Industrial Automation Investment 2026: 5 Key Signals

Five companies across the robotics supply chain are sending unusually direct signals about industrial automation investment in 2026 — here's what their earnings calls reveal.

Key Takeaways

  • This analysis draws on recent earnings calls and investor presentations from five companies across the robotics and advanced manufacturing supply chain — NVIDIA, Cognex, Rockwell Automation, Teradyne, and Intuitive Surgical — to surface what industry leaders are actually saying right now.
  • Physical AI language has shifted from speculative to architectural — companies are describing systems they are building now, not forecasting what they will build later.
  • Cognex’s simultaneous recovery across all five end markets signals that the industrial automation recovery is broad-based, not sector-specific noise.
  • Rockwell Automation confirms strong Q1 results but is explicit that wide-scale capital commitment has not yet arrived — trade and geopolitical stability remain the missing ingredient.
  • Labor scarcity — not just labor cost — is the durable, structural demand driver across all five companies in this analysis.
  • Tariff exposure is present and being quantified, but no company in this set revised guidance this cycle; Q2 will be the first real test.

Robotics and advanced manufacturing is one of those sectors that gets described in the future tense so often that it can be easy to miss when the present tense actually arrives. For years, the story was about what automation would do once it was affordable, reliable, and intelligent enough. That conversation has quietly shifted. For investors evaluating industrial automation investment in 2026, the companies doing the building, the enabling, and the deploying are no longer hedging.

For this piece, we pulled recent calls and conference presentations from five companies that together give you a cross-section of the entire supply chain: NVIDIA, whose physical AI platform is now explicitly designed for robotics at industrial scale; Cognex, the world leader in machine vision with sensors in nearly every automated production line on earth; Rockwell Automation, whose $8 billion industrial automation business functions as a real-time read on manufacturing capex appetite globally; Teradyne, which owns Universal Robots and tests the semiconductors that power AI systems; and Intuitive Surgical, the surgical robotics company whose thirty-year installed base and AI roadmap show what a mature robotics platform looks like when the flywheel is fully spinning.

The picture that emerges is not a forecast. It is a dispatch from a sector in the middle of something.

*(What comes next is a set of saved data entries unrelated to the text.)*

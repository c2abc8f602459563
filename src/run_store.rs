//! Run record persistence.
//!
//! One directory per run under `<base>/artifacts/<job_id>/`: `run.json`
//! (atomic replace), `steps.jsonl` (streamed as steps finish), and any
//! extracted artifact files. Listing scans run directories; the rename
//! discipline guarantees a reader never sees a half-written record.

use std::fs;
use std::io::Write;
use std::path::PathBuf;

use chrono::{DateTime, Utc};
use globset::Glob;
use serde::{Deserialize, Serialize};
use tracing::warn;
use walkdir::WalkDir;

use crate::config::atomic_write;
use crate::error::{OrcaError, Result};
use crate::schemas::{JobStatus, RunRecord, StepResult};

/// Filter set for [`RunStore::list`].
#[derive(Debug, Clone, Default, Serialize, Deserialize)]
pub struct RunFilter {
    pub status: Option<JobStatus>,
    /// Glob matched against the spec image.
    pub image: Option<String>,
    /// Records must carry every listed tag.
    pub tags: Vec<String>,
    pub triggered_by: Option<String>,
    pub after: Option<DateTime<Utc>>,
    pub before: Option<DateTime<Utc>>,
    pub min_duration_seconds: Option<f64>,
    pub max_duration_seconds: Option<f64>,
    pub limit: usize,
    pub offset: usize,
}

impl RunFilter {
    pub fn new() -> Self {
        Self {
            limit: 50,
            ..Self::default()
        }
    }
}

/// Disk-backed store for run records and their artifacts.
#[derive(Debug, Clone)]
pub struct RunStore {
    artifacts_dir: PathBuf,
}

impl RunStore {
    pub fn new(artifacts_dir: impl Into<PathBuf>) -> Self {
        Self {
            artifacts_dir: artifacts_dir.into(),
        }
    }

    pub fn job_dir(&self, job_id: &str) -> PathBuf {
        self.artifacts_dir.join(job_id)
    }

    /// Atomically replace `run.json` for this record.
    pub fn put(&self, record: &RunRecord) -> Result<()> {
        let path = self.job_dir(&record.job_id).join("run.json");
        let bytes = serde_json::to_vec_pretty(record)?;
        // Disk-full and friends get one retry before surfacing.
        if let Err(first) = atomic_write(&path, &bytes) {
            warn!(job_id = %record.job_id, error = %first, "run record write failed, retrying once");
            atomic_write(&path, &bytes)?;
        }
        Ok(())
    }

    /// Append one step to `steps.jsonl` as it completes.
    pub fn append_step(&self, job_id: &str, step: &StepResult) -> Result<()> {
        let dir = self.job_dir(job_id);
        fs::create_dir_all(&dir)?;
        let line = serde_json::to_string(step)?;
        let mut f = fs::OpenOptions::new()
            .create(true)
            .append(true)
            .open(dir.join("steps.jsonl"))?;
        f.write_all(format!("{}\n", line).as_bytes())?;
        Ok(())
    }

    pub fn get(&self, job_id: &str) -> Option<RunRecord> {
        let path = self.job_dir(job_id).join("run.json");
        let contents = fs::read_to_string(path).ok()?;
        match serde_json::from_str(&contents) {
            Ok(record) => Some(record),
            Err(e) => {
                warn!(job_id, error = %e, "unreadable run record");
                None
            }
        }
    }

    /// Steps streamed so far for a run.
    pub fn get_steps(&self, job_id: &str) -> Vec<StepResult> {
        let path = self.job_dir(job_id).join("steps.jsonl");
        let Ok(contents) = fs::read_to_string(path) else {
            return Vec::new();
        };
        contents
            .lines()
            .filter(|l| !l.trim().is_empty())
            .filter_map(|l| serde_json::from_str(l).ok())
            .collect()
    }

    /// List records matching the filter, newest first.
    /// Returns `(page, total_matching)`.
    pub fn list(&self, filter: &RunFilter) -> (Vec<RunRecord>, usize) {
        let image_glob = filter
            .image
            .as_deref()
            .and_then(|p| Glob::new(p).ok())
            .map(|g| g.compile_matcher());

        let mut records: Vec<RunRecord> = self
            .scan_all()
            .into_iter()
            .filter(|r| filter.status.map_or(true, |s| r.status == s))
            .filter(|r| {
                image_glob
                    .as_ref()
                    .map_or(true, |g| g.is_match(&r.spec.image))
            })
            .filter(|r| filter.tags.iter().all(|t| r.spec.tags.contains(t)))
            .filter(|r| {
                filter
                    .triggered_by
                    .as_deref()
                    .map_or(true, |t| r.spec.triggered_by.as_deref() == Some(t))
            })
            .filter(|r| filter.after.map_or(true, |a| r.created_at >= a))
            .filter(|r| filter.before.map_or(true, |b| r.created_at <= b))
            .filter(|r| {
                filter
                    .min_duration_seconds
                    .map_or(true, |min| r.duration_seconds() >= min)
            })
            .filter(|r| {
                filter
                    .max_duration_seconds
                    .map_or(true, |max| r.duration_seconds() <= max)
            })
            .collect();

        records.sort_by(|a, b| b.created_at.cmp(&a.created_at));
        let total = records.len();
        let limit = if filter.limit == 0 { usize::MAX } else { filter.limit };
        let page = records.into_iter().skip(filter.offset).take(limit).collect();
        (page, total)
    }

    /// Remove a run directory and everything in it.
    pub fn delete(&self, job_id: &str) -> bool {
        let dir = self.job_dir(job_id);
        if !dir.is_dir() {
            return false;
        }
        fs::remove_dir_all(dir).is_ok()
    }

    /// Delete runs created before the cutoff. Returns deleted job ids.
    pub fn cleanup(&self, older_than: DateTime<Utc>) -> Vec<String> {
        let mut deleted = Vec::new();
        for record in self.scan_all() {
            if record.created_at < older_than && self.delete(&record.job_id) {
                deleted.push(record.job_id);
            }
        }
        deleted
    }

    /// Artifact files in a run directory (excludes the bookkeeping files).
    pub fn list_artifacts(&self, job_id: &str) -> Vec<PathBuf> {
        let dir = self.job_dir(job_id);
        WalkDir::new(&dir)
            .min_depth(1)
            .max_depth(1)
            .into_iter()
            .filter_map(|e| e.ok())
            .filter(|e| e.file_type().is_file())
            .filter(|e| {
                !matches!(
                    e.file_name().to_str(),
                    Some("run.json") | Some("steps.jsonl")
                )
            })
            .map(|e| e.into_path())
            .collect()
    }

    fn scan_all(&self) -> Vec<RunRecord> {
        let entries = match fs::read_dir(&self.artifacts_dir) {
            Ok(e) => e,
            Err(_) => return Vec::new(),
        };
        entries
            .flatten()
            .filter_map(|entry| {
                let path = entry.path().join("run.json");
                let contents = fs::read_to_string(path).ok()?;
                serde_json::from_str(&contents).ok()
            })
            .collect()
    }
}

/// Find run records that never reached a terminal status (a previous
/// process died mid-flight). Used by startup reconciliation.
pub fn find_non_terminal(store: &RunStore) -> Vec<RunRecord> {
    let (records, _) = store.list(&RunFilter {
        limit: 0,
        ..RunFilter::new()
    });
    records.into_iter().filter(|r| !r.status.is_terminal()).collect()
}

impl RunStore {
    /// Load a record, erroring instead of returning `None`.
    pub fn get_required(&self, job_id: &str) -> Result<RunRecord> {
        self.get(job_id).ok_or(OrcaError::NotFound {
            kind: "job",
            id: job_id.to_string(),
        })
    }
}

Why These Five Industrial Automation Companies

NVIDIA is the enabling layer for all of it. Jensen Huang’s GTC keynote in March was the most explicit framing yet of the physical AI thesis: the atom-related industries requiring robots, autonomous vehicles, and intelligent machines represent $50 to $70 trillion of the world’s economy, he said, dwarfing the digital AI opportunity. Huang stated at GTC that NVIDIA has three computers purpose-built for robotics — covering training, simulation, and the compute that runs inside the robot itself — and that 110 robots were on the show floor, with partnerships spanning ABB, Universal Robots, KUKA, and nearly every major robotics company. NVIDIA is the company that sets the macro thesis and contextualizes everything else.

Cognex sits at the factory floor level, where machine vision systems guide every robotic arm, inspect every part, and read every barcode in advanced manufacturing. The CEO’s Raymond James presentation in March contained something that had not been true for several years: every one of Cognex’s five end markets is returning to growth simultaneously. Their presentations are unusually candid about where automation is actually happening versus where it is being discussed.

Rockwell Automation is the bellwether for industrial capex. At $8 billion in revenue and present across nearly every major manufacturing vertical, their order book is as close to a leading indicator as this sector has. The BofA Global Industrials Conference in March gave us the clearest read on where manufacturers are actually committing capital versus where they are still waiting for trade and geopolitical stability to commit.

Teradyne owns Universal Robots, the collaborative robot (cobot) market leader, and also tests the AI chips that power everything from NVIDIA’s GPUs to the semiconductors inside robotic systems. Their Cantor Fitzgerald presentation in March carried a signal that is easy to miss in the AI coverage: the company that tests the chips running the robots is also at the dawn of a cyclical recovery in industrial and automotive — a grounded counterweight to the more expansive AI framing.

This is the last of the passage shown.